The boy who knew too much: a child prodigy

This is the true story of scientific child prodigy, and former baby genius, Ainan Celeste Cawley, written by his father. It is the true story, too, of his gifted brothers and of all the Cawley family. I write also of child prodigy and genius in general: what it is, and how it is so often neglected in the modern world. As a society, we so often fail those we should most hope to see succeed: our gifted children and the gifted adults they become. Site Copyright: Valentine Cawley, 2006 +

Friday, June 03, 2011

A culture of perfectionism.

A few days ago, Fintan, seven, came home from school looking a little disconsolate. I thought I knew what might be up.

"How did you do in your maths exam?"

Yes. He had had ANOTHER maths exam: they just love to test the kids, in his school.

"OKAAAAY.", he said, with a mournful expression. Clearly, it had not been at all, "OK".

"What did you get?", I asked, softly.

"99%", he said, sadly, as if the world had just come to an end.

"99?", I asked, surprised to hear such a good mark, in such a sad voice. "That is good, Fintan. I would have been happy, at your age, to have 99."

"I got one WRONG.", he said, becoming most upset at this unaccountable fact.

We ended up having to comfort him. He really couldn't accept that any result less than 100% wasn't a total failure.

This little scene came as as surprise to me, because we, as parents, have never stressed the importance of grades. We have never urged our children to strive for perfection. In fact, as an idea, I don't think too much of it: I prefer to see creativity, than perfection. It is clear, however, that this ideal, that Fintan has imbibed, that exam results must be perfect and that nothing less than 100% will do had to come from somewhere. I can only assume that it the culture of the children and, perhaps, the school, with which he is surrounded. The pressure for 100% must come from there - because it is most certainly not from us.
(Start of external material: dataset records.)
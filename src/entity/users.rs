//! 账户实体

use sea_orm::entity::prelude::*;

#[derive(Clone, Debug, PartialEq, DeriveEntityModel)]
#[sea_orm(table_name = "users")]
pub struct Model {
    #[sea_orm(primary_key)]
    pub id: i64,
    #[sea_orm(unique)]
    pub username: String,
    pub password_hash: String,
    pub role: String,
    pub status: String,
    /// 学生账户指向 students.id，教师账户指向 teachers.id，管理员为空
    pub related_id: Option<i64>,
    pub last_login: Option<i64>,
    pub created_at: i64,
    pub updated_at: i64,
}

#[derive(Copy, Clone, Debug, EnumIter, DeriveRelation)]
pub enum Relation {}

impl ActiveModelBehavior for ActiveModel {}

// 从数据库模型转换为业务模型
impl Model {
    pub fn into_user(self) -> crate::models::users::entities::User {
        use crate::models::users::entities::{User, UserRole, UserStatus};
        use chrono::{DateTime, Utc};

        User {
            id: self.id,
            username: self.username,
            password_hash: self.password_hash,
            role: self.role.parse::<UserRole>().unwrap_or(UserRole::Student),
            status: self
                .status
                .parse::<UserStatus>()
                .unwrap_or(UserStatus::Active),
            related_id: self.related_id,
            last_login: self
                .last_login
                .map(|ts| DateTime::<Utc>::from_timestamp(ts, 0).unwrap_or_default()),
            created_at: DateTime::<Utc>::from_timestamp(self.created_at, 0).unwrap_or_default(),
            updated_at: DateTime::<Utc>::from_timestamp(self.updated_at, 0).unwrap_or_default(),
        }
    }
}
"You could get 100% next time.", I said to Fintan, finally, offering him future hope for restitution.

"Yes, but I have to wait for JULY for the next exam!"

In a way, that was funny, but I didn't smile. Here was a young boy, pining for an exam, just so he could get 100% in it. In my own life, Fintan is the first student I have ever come across who actually wants an exam to happen sooner.
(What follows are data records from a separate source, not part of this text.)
use actix_web::{HttpRequest, HttpResponse, Result as ActixResult};
use tracing::{error, info};

use super::StudentService;
use crate::models::students::requests::UpdateStudentRequest;
use crate::models::{ApiResponse, ErrorCode};
use crate::utils::validate;

pub async fn update_student(
    service: &StudentService,
    request: &HttpRequest,
    student_id: i64,
    update_data: UpdateStudentRequest,
) -> ActixResult<HttpResponse> {
    let storage = service.get_storage(request);

    // 字段校验
    if let Err(resp) = validate_update_fields(&update_data) {
        return Ok(resp);
    }

    // 目标班级存在性
    if let Some(class_id) = update_data.class_id {
        match storage.get_class_by_id(class_id).await {
            Ok(Some(_)) => {}
            Ok(None) => {
                return Ok(HttpResponse::NotFound().json(ApiResponse::error_empty(
                    ErrorCode::ClassNotFound,
                    "Class not found",
                )));
            }
            Err(e) => {
                error!("Failed to get class by id: {}", e);
                return Ok(
                    HttpResponse::InternalServerError().json(ApiResponse::error_empty(
                        ErrorCode::InternalServerError,
                        "Internal server error while fetching class",
                    )),
                );
            }
        }
    }

    match storage.update_student(student_id, update_data).await {
        Ok(Some(student)) => {
            info!("Student {} updated", student.student_no);
            Ok(HttpResponse::Ok().json(ApiResponse::success(student, "Student updated successfully")))
        }
        Ok(None) => Ok(HttpResponse::NotFound().json(ApiResponse::error_empty(
            ErrorCode::StudentNotFound,
            "Student not found",
        ))),
        Err(e) => Ok(
            HttpResponse::InternalServerError().json(ApiResponse::error_empty(
                ErrorCode::StudentUpdateFailed,
                format!("Student update failed: {e}"),
            )),
        ),
    }
}

/// 字段格式校验辅助函数
fn validate_update_fields(update_data: &UpdateStudentRequest) -> Result<(), HttpResponse> {
    if let Some(ref name) = update_data.name
        && name.trim().is_empty()
    {
        return Err(validation_error("Student name must not be empty"));
    }
    if let Some(ref phone) = update_data.phone {
        validate::validate_phone(phone).map_err(validation_error)?;
    }
    if let Some(ref email) = update_data.email {
        validate::validate_email(email).map_err(validation_error)?;
    }
    if let Some(ref birth_date) = update_data.birth_date {
        validate::validate_date(birth_date).map_err(validation_error)?;
    }
    if let Some(ref enrollment_date) = update_data.enrollment_date {
        validate::validate_date(enrollment_date).map_err(validation_error)?;
    }
    Ok(())
}

fn validation_error(msg: &str) -> HttpResponse {
    HttpResponse::BadRequest().json(ApiResponse::error_empty(ErrorCode::ValidationFailed, msg))
}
Fintan slumped off, quite beaten down, by his single lost mark. It was some hours before a semblance of his old exuberant self returned.
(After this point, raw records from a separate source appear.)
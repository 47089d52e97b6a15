/// 转义 LIKE 模式中的特殊字符，避免用户输入被当作通配符
pub fn escape_like_pattern(input: &str) -> String {
    input
        .replace('\\', "\\\\")
        .replace('%', "\\%")
        .replace('_', "\\_")
}

#[cfg(test)]
mod tests {
    use super::*;

    #[test]
    fn test_escape_like_pattern() {
        assert_eq!(escape_like_pattern("abc"), "abc");
        assert_eq!(escape_like_pattern("a%b"), "a\\%b");
        assert_eq!(escape_like_pattern("a_b"), "a\\_b");
        assert_eq!(escape_like_pattern("a\\b"), "a\\\\b");
    }
}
The world shouldn't be like this. Little children must not feel that 99% is a failure. I was brought up in a pressured academic environment - but it was never so pressured that anyone who got 99% would feel a "failure". However, my schooling was in the UK: Asia is different. Here, it seems, it is quite possible to feel a failure with a score of "only" 99%.

We shall continue to try to convey to our children the idea that doing well is admirable, but that absolute perfectionism is unnecessary and, perhaps, harmful. There is something very wrong in a child being unhappy with 99% in an exam. It remains to be seen, however, whether we will be able to overcome the prevailing educational culture in Fintan's school, in which such attitudes may seem rational.

Well done, Fintan, on your most recent maths exam: 99% is more than enough to make any parent happy and content at your academic progress.

As an afterthought: perhaps Fintan was so disheartened because in his last exam, he had scored 100%. To my mind, however, both results are essentially the same: a young boy, doing very well, in maths.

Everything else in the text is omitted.